As a Lead DevSecOps Engineer, you will play a key role in driving the delivery and operations of DTCC’s Web3 Platform, with a primary focus on leading infrastructure development and operational excellence for the Canton/DAML-based distributed ledger environment. You will work closely with engineering teams to establish and maintain DevSecOps best practices, including CI/CD automation, infrastructure reliability, observability, and secure deployment patterns across both cloud and DLT components.
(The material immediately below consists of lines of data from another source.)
//! Logger setup for the readbatch binary.
//!
//! File output goes to `./readbatch.log` in the current working directory.

use std::fs::File;
use std::path::PathBuf;

use clap::ValueEnum;
use log::LevelFilter;
use simplelog::{
    ColorChoice, CombinedLogger, Config, ConfigBuilder, SharedLogger, TermLogger, TerminalMode,
    WriteLogger,
};

const LOG_FILE: &str = "./readbatch.log";

/// Destination for log output.
#[derive(Debug, Clone, Copy, PartialEq, Eq, ValueEnum)]
pub enum LogDestination {
    /// Write to ./readbatch.log.
    File,
    /// Write to the terminal.
    Terminal,
    /// Write to both file and terminal.
    Both,
}

/// Installs the global logger. A second call is a no-op.
pub fn initialize(destination: LogDestination, level: LevelFilter) {
    let config = build_config();

    let loggers: Vec<Box<dyn SharedLogger>> = match destination {
        LogDestination::File => match create_file_logger(level, config) {
            Some(file_logger) => vec![file_logger],
            None => return,
        },
        LogDestination::Terminal => {
            vec![TermLogger::new(
                level,
                config,
                TerminalMode::Stderr,
                ColorChoice::Auto,
            )]
        }
        LogDestination::Both => {
            let mut loggers: Vec<Box<dyn SharedLogger>> = vec![TermLogger::new(
                level,
                config.clone(),
                TerminalMode::Stderr,
                ColorChoice::Auto,
            )];
            if let Some(file_logger) = create_file_logger(level, config) {
                loggers.push(file_logger);
            }
            loggers
        }
    };

    let _ = CombinedLogger::init(loggers);
}

fn build_config() -> Config {
    ConfigBuilder::new()
        .set_time_format_rfc3339()
        .set_target_level(LevelFilter::Error)
        .build()
}

fn create_file_logger(level: LevelFilter, config: Config) -> Option<Box<WriteLogger<File>>> {
    let log_path = PathBuf::from(LOG_FILE);
    match File::create(&log_path) {
        Ok(file) => Some(WriteLogger::new(level, config, file)),
        Err(err) => {
            eprintln!("Warning: Could not create log file at {:?}: {}", log_path, err);
            None
        }
    }
}
use std::collections::HashMap;

use readbatch_core::{
    ReadingTargets, SelectedBook, Summary, TaskId, TaskRecord, TaskRowView, ValidationError,
};
use serde::Deserialize;
use thiserror::Error;

/// Book as returned by the lookup endpoints.
#[derive(Debug, Clone, PartialEq, Eq, Deserialize)]
pub struct Book {
    pub slug: String,
    #[serde(default)]
    pub name: Option<String>,
}

impl Book {
    pub fn with_slug(slug: impl Into<String>) -> Self {
        Self {
            slug: slug.into(),
            name: None,
        }
    }

    /// Remote name, or a placeholder built from the slug.
    pub fn display_name(&self) -> String {
        match self.name.as_deref().map(str::trim) {
            Some(name) if !name.is_empty() => name.to_string(),
            _ => format!("book (slug: {})", self.slug),
        }
    }

    pub fn into_selected(self) -> SelectedBook {
        SelectedBook {
            name: self.display_name(),
            slug: self.slug,
        }
    }
}

/// Remote view of one task. Every field may be absent.
#[derive(Debug, Clone, PartialEq, Eq, Default, Deserialize)]
pub struct ProgressEntry {
    pub status: Option<String>,
    #[serde(rename = "progresso")]
    pub progress_message: Option<String>,
    pub book_name: Option<String>,
    pub message: Option<String>,
}

/// One value of the progress mapping.
#[derive(Debug, Clone, PartialEq)]
pub enum ProgressPayload {
    Entry(ProgressEntry),
    /// Anything that is not an object with string fields.
    Malformed(serde_json::Value),
}

pub type ProgressBatch = HashMap<String, ProgressPayload>;

/// Everything needed to submit one remote reading task.
#[derive(Debug, Clone, PartialEq, Eq)]
pub struct StartTask {
    pub task_id: TaskId,
    pub book: SelectedBook,
    pub targets: ReadingTargets,
}

#[derive(Debug, Clone, PartialEq, Eq)]
pub struct StartedTask {
    pub task_id: TaskId,
    /// Present when the service reported a status object with a `status` field.
    pub initial_status: Option<ProgressEntry>,
}

/// Failure of a single remote call.
#[derive(Debug, Clone, PartialEq, Eq, Error)]
pub enum ClientError {
    /// No response: connection failure, broken body, or timeout.
    #[error("network error: {message}")]
    Network { message: String, timeout: bool },
    /// Login rejected, or a success response without a token.
    #[error("authentication failed: {message}")]
    Auth { status: Option<u16>, message: String },
    /// Non-2xx from a book endpoint, or `status: None` when the response broke
    /// its structural contract.
    #[error("{endpoint} failed: {message}")]
    Api {
        status: Option<u16>,
        endpoint: String,
        message: String,
    },
    #[error("invalid api url: {0}")]
    InvalidUrl(String),
}

impl ClientError {
    /// The service answered, but not in the agreed shape.
    pub fn is_contract_violation(&self) -> bool {
        matches!(self, ClientError::Api { status: None, .. })
    }

    pub fn status(&self) -> Option<u16> {
        match self {
            ClientError::Auth { status, .. } | ClientError::Api { status, .. } => *status,
            ClientError::Network { .. } | ClientError::InvalidUrl(_) => None,
        }
    }
}

/// Failure of one account's pipeline. Never escapes that account.
#[derive(Debug, Clone, PartialEq, Eq, Error)]
pub enum OrchestrationError {
    #[error("book api failed ({mode}): {source}")]
    BookLookup {
        mode: &'static str,
        source: ClientError,
    },
    #[error("{0}")]
    NoBooks(String),
    #[error(transparent)]
    Validation(#[from] ValidationError),
    #[error("failed to start remote task (unexpected response): {0}")]
    UnexpectedResponse(ClientError),
    #[error("failed to start remote task: {0}")]
    StartTask(ClientError),
}

/// Notifications for the UI collaborator.
#[derive(Debug, Clone, PartialEq, Eq)]
pub enum EngineEvent {
    TaskChanged(TaskRowView),
    SummaryChanged(Summary),
    PollingChanged { active: bool },
    RunFinished {
        stopped: bool,
        summary: Summary,
        records: Vec<TaskRecord>,
    },
}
In this role, you will serve as the Canton/DAML infrastructure and operations subject matter expert (SME)—guiding platform design decisions, defining production-grade deployment patterns, and ensuring that Canton/DAML services are scalable, resilient, secure, and compliant. You will collaborate with in-house engineering teams and external vendor partners to integrate platform components and deliver production-ready Web3 capabilities, supporting globally distributed teams through hands-on troubleshooting, environment improvements, tooling enhancements, and automation initiatives.
Primary Responsibilites
- Lead the design, build, and operationalization of Canton/DAML infrastructure (e.g., participant nodes and supporting services), ensuring production readiness, resilience, scalability, and security.
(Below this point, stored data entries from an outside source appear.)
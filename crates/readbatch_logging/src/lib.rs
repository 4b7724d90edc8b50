#![deny(missing_docs)]
//! Shared logging utilities for the readbatch workspace.
//!
//! This crate provides the `batch_*` logging macros used across the codebase,
//! a helper for keeping secrets out of log lines, and a minimal test
//! initializer for the global logger.
//!
//! Every macro accepts an optional `task = <id>;` prefix so that lines about a
//! single account read `[task_alice_1700000000000_0] login ok`.

#[doc(hidden)]
pub use log as __log;

/// Logs a trace-level message using the global logging facade.
#[macro_export]
macro_rules! batch_trace {
    (task = $task:expr; $($arg:tt)*) => {{
        $crate::__log::trace!("[{}] {}", $task, format_args!($($arg)*));
    }};
    ($($arg:tt)*) => {{
        $crate::__log::trace!($($arg)*);
    }};
}

/// Logs a debug-level message using the global logging facade.
#[macro_export]
macro_rules! batch_debug {
    (task = $task:expr; $($arg:tt)*) => {{
        $crate::__log::debug!("[{}] {}", $task, format_args!($($arg)*));
    }};
    ($($arg:tt)*) => {{
        $crate::__log::debug!($($arg)*);
    }};
}

/// Logs an info-level message using the global logging facade.
#[macro_export]
macro_rules! batch_info {
    (task = $task:expr; $($arg:tt)*) => {{
        $crate::__log::info!("[{}] {}", $task, format_args!($($arg)*));
    }};
    ($($arg:tt)*) => {{
        $crate::__log::info!($($arg)*);
    }};
}

/// Logs a warn-level message using the global logging facade.
#[macro_export]
macro_rules! batch_warn {
    (task = $task:expr; $($arg:tt)*) => {{
        $crate::__log::warn!("[{}] {}", $task, format_args!($($arg)*));
    }};
    ($($arg:tt)*) => {{
        $crate::__log::warn!($($arg)*);
    }};
}

/// Logs an error-level message using the global logging facade.
#[macro_export]
macro_rules! batch_error {
    (task = $task:expr; $($arg:tt)*) => {{
        $crate::__log::error!("[{}] {}", $task, format_args!($($arg)*));
    }};
    ($($arg:tt)*) => {{
        $crate::__log::error!($($arg)*);
    }};
}

/// Returns at most the first `keep` characters of `secret` followed by `...`.
///
/// Used for session tokens, which are handy to correlate in logs but must not
/// be written out in full.
pub fn redact(secret: &str, keep: usize) -> String {
    let mut shown: String = secret.chars().take(keep).collect();
    if secret.chars().count() > keep {
        shown.push_str("...");
    }
    shown
}

/// Initializes a simple terminal logger for use in unit tests.
///
/// This safely no-ops if another logger has already been initialized.
pub fn initialize_for_tests() {
    use simplelog::{ColorChoice, CombinedLogger, Config, TermLogger, TerminalMode};

    let level = if cfg!(debug_assertions) {
        log::LevelFilter::Debug
    } else {
        log::LevelFilter::Info
    };

    // Another test binary thread may have won the race.
    let _ = CombinedLogger::init(vec![TermLogger::new(
        level,
        Config::default(),
        TerminalMode::Mixed,
        ColorChoice::Auto,
    )]);
}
- Own Canton/DAML environment strategy across development, test, staging, and production—standardizing environment configurations, release processes, and operational runbooks.
- Develop and maintain Infrastructure-as-Code (IaC) for blockchain/Web3 platform deployments, including network topology, identity and access controls, encryption/key management integrations, compute, storage, and secrets management.
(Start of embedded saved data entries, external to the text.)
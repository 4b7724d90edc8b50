use std::sync::{mpsc, Arc};
use std::thread;
use std::time::{Duration, SystemTime, UNIX_EPOCH};

use readbatch_core::{Credential, RunSettings, Summary, TaskRecord, TaskRegistry};
use readbatch_logging::{batch_error, batch_info, batch_warn};
use tokio::task::JoinHandle;
use tokio_util::sync::CancellationToken;

use crate::poller::{ProgressPoller, DEFAULT_POLL_INTERVAL};
use crate::store::{ChannelEventSink, EventSink, TaskStore};
use crate::{BookApi, ClientError, ClientSettings, EngineEvent, Orchestrator, ReqwestBookApi};

/// Milliseconds since the Unix epoch, used in task ids.
pub type Clock = Arc<dyn Fn() -> u64 + Send + Sync>;

#[derive(Clone)]
pub struct EngineConfig {
    pub client: ClientSettings,
    pub poll_interval: Duration,
    /// Fixed seed for book picks and reading targets.
    pub seed: Option<u64>,
    pub clock: Clock,
}

impl Default for EngineConfig {
    fn default() -> Self {
        Self {
            client: ClientSettings::default(),
            poll_interval: DEFAULT_POLL_INTERVAL,
            seed: None,
            clock: Arc::new(|| {
                SystemTime::now()
                    .duration_since(UNIX_EPOCH)
                    .map(|elapsed| elapsed.as_millis() as u64)
                    .unwrap_or_default()
            }),
        }
    }
}

/// Final state of a run.
#[derive(Debug, Clone, PartialEq, Eq)]
pub struct RunReport {
    pub stopped: bool,
    pub summary: Summary,
    pub records: Vec<TaskRecord>,
}

/// Runs one batch to completion: orchestration and polling side by side,
/// then cleanup of tasks abandoned by a stop.
pub async fn execute_run(
    api: Arc<dyn BookApi>,
    store: TaskStore,
    settings: RunSettings,
    config: &EngineConfig,
    stop: CancellationToken,
) -> RunReport {
    store.publish_all();

    let orchestration_done = CancellationToken::new();
    let poller = ProgressPoller::new(api.clone(), store.clone(), config.poll_interval);
    let poller_task = tokio::spawn(poller.run(stop.clone(), orchestration_done.clone()));

    let mut orchestrator = Orchestrator::new(api, store.clone(), settings, config.seed);
    orchestrator.run_batch(&stop).await;
    orchestration_done.cancel();

    if let Err(err) = poller_task.await {
        batch_error!("progress poller task failed: {}", err);
    }

    let stopped = stop.is_cancelled();
    if stopped {
        let abandoned = store.remote_unfinished_ids();
        if !abandoned.is_empty() {
            batch_warn!(
                "{} remote task(s) keep running but are no longer tracked",
                abandoned.len()
            );
        }
        store.cancel(&abandoned, "stopped by user");
    }

    let summary = store.summary();
    batch_info!(
        "run finished: total={} completed={} error={} pending={} running={}",
        summary.total,
        summary.completed,
        summary.error,
        summary.pending,
        summary.running
    );
    RunReport {
        stopped,
        summary,
        records: store.records(),
    }
}

enum EngineCommand {
    StartRun {
        accounts: Vec<Credential>,
        settings: RunSettings,
    },
    Stop,
}

/// Stops the current run from any thread.
#[derive(Clone)]
pub struct StopHandle {
    cmd_tx: mpsc::Sender<EngineCommand>,
}

impl StopHandle {
    pub fn stop(&self) {
        let _ = self.cmd_tx.send(EngineCommand::Stop);
    }
}

/// UI-facing handle: commands in, [`EngineEvent`]s out. The async work runs on
/// a dedicated runtime thread.
pub struct EngineHandle {
    cmd_tx: mpsc::Sender<EngineCommand>,
    event_rx: mpsc::Receiver<EngineEvent>,
}

impl EngineHandle {
    pub fn new(config: EngineConfig) -> Result<Self, ClientError> {
        let api = Arc::new(ReqwestBookApi::new(config.client.clone())?);
        Ok(Self::with_api(api, config))
    }

    pub fn with_api(api: Arc<dyn BookApi>, config: EngineConfig) -> Self {
        let (cmd_tx, cmd_rx) = mpsc::channel();
        let (event_tx, event_rx) = mpsc::channel();
        let sink: Arc<dyn EventSink> = Arc::new(ChannelEventSink::new(event_tx));

        thread::spawn(move || {
            let runtime = match tokio::runtime::Runtime::new() {
                Ok(runtime) => runtime,
                Err(err) => {
                    batch_error!("failed to start engine runtime: {}", err);
                    return;
                }
            };
            let mut current: Option<(CancellationToken, JoinHandle<()>)> = None;
            while let Ok(command) = cmd_rx.recv() {
                match command {
                    EngineCommand::StartRun { accounts, settings } => {
                        // The previous run emits its last event before the new one starts.
                        if let Some((previous, handle)) = current.take() {
                            previous.cancel();
                            if let Err(err) = runtime.block_on(handle) {
                                batch_error!("previous run failed: {}", err);
                            }
                        }
                        let stop = CancellationToken::new();

                        let registry =
                            TaskRegistry::from_accounts(&accounts, &settings, (config.clock)());
                        let store = TaskStore::new(registry, sink.clone());
                        let api = api.clone();
                        let sink = sink.clone();
                        let config = config.clone();
                        let run_stop = stop.clone();
                        let handle = runtime.spawn(async move {
                            let report = execute_run(api, store, settings, &config, run_stop).await;
                            sink.emit(EngineEvent::RunFinished {
                                stopped: report.stopped,
                                summary: report.summary,
                                records: report.records,
                            });
                        });
                        current = Some((stop, handle));
                    }
                    EngineCommand::Stop => match &current {
                        Some((stop, _)) => {
                            batch_warn!("stop requested: no new accounts will start and polling halts");
                            stop.cancel();
                        }
                        None => batch_warn!("stop requested but no run is active"),
                    },
                }
            }
        });

        Self { cmd_tx, event_rx }
    }

    /// Stops the previous run, waits for its `RunFinished`, then starts a new batch
    /// on a fresh registry.
    pub fn start_run(&self, accounts: Vec<Credential>, settings: RunSettings) {
        let _ = self
            .cmd_tx
            .send(EngineCommand::StartRun { accounts, settings });
    }

    pub fn stop(&self) {
        let _ = self.cmd_tx.send(EngineCommand::Stop);
    }

    pub fn stop_handle(&self) -> StopHandle {
        StopHandle {
            cmd_tx: self.cmd_tx.clone(),
        }
    }

    /// Blocks for the next event. `None` once the engine thread is gone.
    pub fn recv(&self) -> Option<EngineEvent> {
        self.event_rx.recv().ok()
    }

    pub fn recv_timeout(&self, timeout: Duration) -> Option<EngineEvent> {
        self.event_rx.recv_timeout(timeout).ok()
    }
}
- Build and evolve CI/CD pipelines for blockchain and associated application workloads, including automated validation/testing, security scanning, artifact promotion, and controlled releases with rollback strategies.
- Define and implement observability standards across platform services—metrics, logs, traces, dashboards, and alerting—supporting SLOs/SLAs and rapid incident response.
- Establish high availability (HA) and disaster recovery (DR) patterns for platform infrastructure (multi-zone/region design where applicable), including backup/restore, upgrade strategies, and operational readiness.
- Partner with architecture, risk, and security to ensure platform deployments align with enterprise security and compliance controls, including certificate management, IAM integration, least-privilege access, and auditability.
- Provide hands-on L3/L4 support for production platform operations, including performance tuning, incident triage, root cause analysis, and continuous improvement initiatives.
- Coordinate with internal teams and vendor/partners to support platform upgrades, configuration changes, and operational improvements, ensuring minimal disruption and strong change management practices.
Talents Needed for Success
- Hands-on experience operating and scaling Canton/DAML in production or production-like environments (infrastructure, deployments, upgrades, monitoring, and incident response).
- Demonstrated ability to act as a technical lead / SME for DLT infrastructure, defining deployment standards, operational processes, and reliability practices.
- Experience building secure CI/CD and IaC patterns for complex distributed systems (DLT, microservices, event-driven platforms).
Technical Requirements
- Canton/DAML: Experience with Canton and DAML application/platform lifecycle, including deployment architecture, environment management, security controls, and observability.
- Azure DLT / Web3: Experience supporting Azure-based DLT stacks (e.g., Canton, Besu) and integrating with enterprise cloud services.
- Security + Identity: Strong understanding of IAM, certificate-based auth, secrets management, encryption/key vault patterns, and network segmentation for secure DLT operations.
- Reliability Engineering: Proven experience implementing HA/DR, SRE practices, and performance optimization for distributed platforms.
Nice to Have
- Experience with DAML application build/release workflows and supporting developer enablement (tooling, templates, automation).
- Experience with distributed ledger operational concerns (latency, throughput, node lifecycle management, certificate rotation, topology changes).
- Background in SRE practices, including error budgets, capacity planning, and resilience testing (chaos testing, failure injection).